Tesco has a five-year EPS compound annual growth rate of minus 2.3 percent, compared with minus 8.8 percent for Marks & Spencer, StarMine data showed. The FTSE 100 index, by comparison, is minus 3.6 percent over the period.

JPMorgan said investors should expect more retail pain over the Christmas period. "We would typically be relatively positive going into Christmas ... However, this year the combination of a weakening consumer, unseasonal weather, heavy promotional activity, weak footfall and what we view as still too high estimates is causing us more concern," JPMorgan said in a note.

"As ever, there will be winners and losers, but on balance we expect to see more of the latter than the former."

Morrison outperformed, rising 0.4 percent as ING lifted its rating to "buy" from "hold" for its defensive qualities and support from a two-year 1 billion pounds share buyback program that still has more than half to run.

SuperGroup, easily the top riser on Britain's FTSE 250 index, up 8.5 percent, after the fashion retailer unveiled first-half results which Seymour Pierce said were in line with expectations, prompting the broker to repeat its "buy" rating on the stock.

FTSE RETREATS

Deutsche Bank said Europe's debt crisis will continue into 2013. It questioned whether the European Central Bank has the mandate or the desire to again step up bond purchases sufficiently to arrest declines without some kind of dramatic ECB treaty change or cast iron move towards a fiscal European union.

"It might be that unless the ECB has bought somewhere close to an extra trillion euros of European government bonds by the time we write 2013's outlook, we may be seeing the endgame of 'thinking the unthinkable' (restructurings, defaults, haircuts, full fiscal European union or extreme levels of money printing)."

Traders also said the lack of action in injecting extra stimulus overnight from the U.S. Federal also provided an excuse to take profits.

The FED said turmoil in Europe remained a big risk.

Integrated oils, the previous session's top gainers, were Wednesday's top fallers as investors banked profits.

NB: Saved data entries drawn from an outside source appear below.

use std::sync::Arc;

use crate::backend::GenerativeBackend;
use crate::models::{truncate_chars, DigestMeta, NewsItem};

pub const DEFAULT_SUBJECT: &str = "Sumo Wrestling News Update";
pub const DEFAULT_INTRO: &str = "Here are the latest updates from the world of sumo wrestling!";
pub const MAX_SUBJECT_CHARS: usize = 50;

const COMPOSE_MAX_TOKENS: u32 = 150;

/// Writes the subject line and intro paragraph for a digest
pub struct DigestComposer {
    backend: Option<Arc<dyn GenerativeBackend>>,
}

impl DigestComposer {
    pub fn new(backend: Option<Arc<dyn GenerativeBackend>>) -> Self {
        Self { backend }
    }

    pub fn default_meta() -> DigestMeta {
        DigestMeta {
            subject: DEFAULT_SUBJECT.to_string(),
            intro: DEFAULT_INTRO.to_string(),
        }
    }

    /// Subject and intro for `items`. Falls back to the static pair when the
    /// backend is missing, fails or answers without either label.
    pub async fn compose(&self, items: &[NewsItem]) -> DigestMeta {
        let Some(backend) = &self.backend else {
            return Self::default_meta();
        };

        match backend.complete(&Self::prompt(items), COMPOSE_MAX_TOKENS).await {
            Ok(response) => match parse_labeled_response(&response) {
                Some(meta) => meta,
                None => {
                    tracing::warn!("composer response had no SUBJECT or INTRO, using defaults");
                    Self::default_meta()
                }
            },
            Err(e) => {
                tracing::warn!(error = %e, "composing digest failed, using defaults");
                Self::default_meta()
            }
        }
    }

    fn prompt(items: &[NewsItem]) -> String {
        let news_content = items
            .iter()
            .enumerate()
            .map(|(idx, item)| {
                format!("{}. {}\n   📰 Read more: {}", idx + 1, item.display_text(), item.url)
            })
            .collect::<Vec<_>>()
            .join("\n\n");

        format!(
            r#"Create an engaging email subject line and introduction for a sumo wrestling news digest. The email contains {} news items. Make it enthusiastic and appealing to sumo fans.

News items:
{}

Format your response as:
SUBJECT: compelling subject line under 50 characters
INTRO: 2-3 sentence introduction paragraph"#,
            items.len(),
            news_content
        )
    }
}

/// Pull `SUBJECT:` and `INTRO:` lines out of a free-form response.
///
/// Numbering ("1.") and markdown emphasis around the labels are ignored. A
/// missing label takes its default; `None` when neither label is present.
pub fn parse_labeled_response(text: &str) -> Option<DigestMeta> {
    let mut subject = None;
    let mut intro = None;

    for line in text.lines() {
        let cleaned = strip_decoration(line);
        if let Some(value) = label_value(cleaned, "SUBJECT") {
            if subject.is_none() && !value.is_empty() {
                subject = Some(value);
            }
        } else if let Some(value) = label_value(cleaned, "INTRO") {
            if intro.is_none() && !value.is_empty() {
                intro = Some(value);
            }
        }
    }

    if subject.is_none() && intro.is_none() {
        return None;
    }

    Some(DigestMeta {
        subject: truncate_chars(
            subject.as_deref().unwrap_or(DEFAULT_SUBJECT),
            MAX_SUBJECT_CHARS,
        ),
        intro: intro.unwrap_or_else(|| DEFAULT_INTRO.to_string()),
    })
}

fn strip_decoration(line: &str) -> &str {
    line.trim()
        .trim_start_matches(|c: char| c.is_ascii_digit())
        .trim_start_matches(['.', ')'])
        .trim_start_matches(['#', '-', '*', '_', ' '])
}

fn label_value(line: &str, label: &str) -> Option<String> {
    let head = line.get(..label.len())?;
    if !head.eq_ignore_ascii_case(label) {
        return None;
    }
    let rest = line[label.len()..].trim_start_matches(['*', '_']);
    let value = rest.strip_prefix(':')?;
    let value = value
        .trim()
        .trim_matches(['*', '_'])
        .trim()
        .trim_matches('"')
        .trim();
    Some(value.to_string())
}

#[cfg(test)]
mod tests {
    use super::*;
    use crate::error::BackendError;
    use async_trait::async_trait;

    struct FixedBackend(Result<String, ()>);

    #[async_trait]
    impl GenerativeBackend for FixedBackend {
        async fn complete(&self, _prompt: &str, _max_tokens: u32) -> Result<String, BackendError> {
            self.0.clone().map_err(|_| BackendError::Empty)
        }
    }

    fn items() -> Vec<NewsItem> {
        vec![NewsItem::new(
            "Hoshoryu wins Aki basho",
            "https://x.jp/1",
            crate::models::today(),
            "Test",
        )]
    }

    #[test]
    fn test_parse_plain_labels() {
        let meta = parse_labeled_response(
            "SUBJECT: Hoshoryu Lifts the Cup!\nINTRO: What a basho it was.",
        )
        .unwrap();
        assert_eq!(meta.subject, "Hoshoryu Lifts the Cup!");
        assert_eq!(meta.intro, "What a basho it was.");
    }

    #[test]
    fn test_parse_numbered_and_markdown_labels() {
        let meta = parse_labeled_response(
            "Sure! Here you go:\n\n1. **SUBJECT:** Aki Basho Wrap-Up\n2. **INTRO:** Two weeks of drama.",
        )
        .unwrap();
        assert_eq!(meta.subject, "Aki Basho Wrap-Up");
        assert_eq!(meta.intro, "Two weeks of drama.");
    }

    #[test]
    fn test_parse_single_label_uses_default_for_other() {
        let meta = parse_labeled_response("SUBJECT: Banzuke Day").unwrap();
        assert_eq!(meta.subject, "Banzuke Day");
        assert_eq!(meta.intro, DEFAULT_INTRO);

        let meta = parse_labeled_response("intro: Fresh news from the dohyo.").unwrap();
        assert_eq!(meta.subject, DEFAULT_SUBJECT);
        assert_eq!(meta.intro, "Fresh news from the dohyo.");
    }

    #[test]
    fn test_parse_no_labels() {
        assert!(parse_labeled_response("Here is a great digest for you").is_none());
    }

    #[test]
    fn test_subject_clamped() {
        let long = "S".repeat(80);
        let meta = parse_labeled_response(&format!("SUBJECT: {}\nINTRO: hi", long)).unwrap();
        assert_eq!(meta.subject.chars().count(), MAX_SUBJECT_CHARS);
    }

    #[tokio::test]
    async fn test_compose_without_backend_uses_defaults() {
        let meta = DigestComposer::new(None).compose(&items()).await;
        assert_eq!(meta, DigestComposer::default_meta());
    }

    #[tokio::test]
    async fn test_compose_backend_failure_uses_defaults() {
        let composer = DigestComposer::new(Some(Arc::new(FixedBackend(Err(())))));
        assert_eq!(composer.compose(&items()).await, DigestComposer::default_meta());
    }

    #[tokio::test]
    async fn test_compose_unlabelled_response_uses_defaults() {
        let composer = DigestComposer::new(Some(Arc::new(FixedBackend(Ok("Great news!".into())))));
        assert_eq!(composer.compose(&items()).await, DigestComposer::default_meta());
    }

    #[tokio::test]
    async fn test_compose_uses_backend_labels() {
        let composer = DigestComposer::new(Some(Arc::new(FixedBackend(Ok(
            "SUBJECT: Cup Goes to Hoshoryu\nINTRO: The yokozuna delivers.".into(),
        )))));
        let meta = composer.compose(&items()).await;
        assert_eq!(meta.subject, "Cup Goes to Hoshoryu");
        assert_eq!(meta.intro, "The yokozuna delivers.");
    }
}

Heavyweight oil giant BP fell 1.0 percent.

Miners also weakened following a robust performance on Tuesday, with Rio Tinto off 1.3 percent.

Banks were lower with so much of their financial performance, given their debt exposure to Europe, linked to events in the euro zone.

On the FTSE 250 there was pain for Logica, down 13 percent after the Anglo-Dutch IT firm slashed more than 1,300 jobs in response to worsening conditions in its European markets, as it again cut its growth forecast..

Thomas Cook, which secured a rescue package from lenders last month, fell 2.6 percent after travel firm reported full-year operating profit at the bottom end of forecasts and said it would close 200 underperforming shops, as it looks to cut debt and restore investor confidence.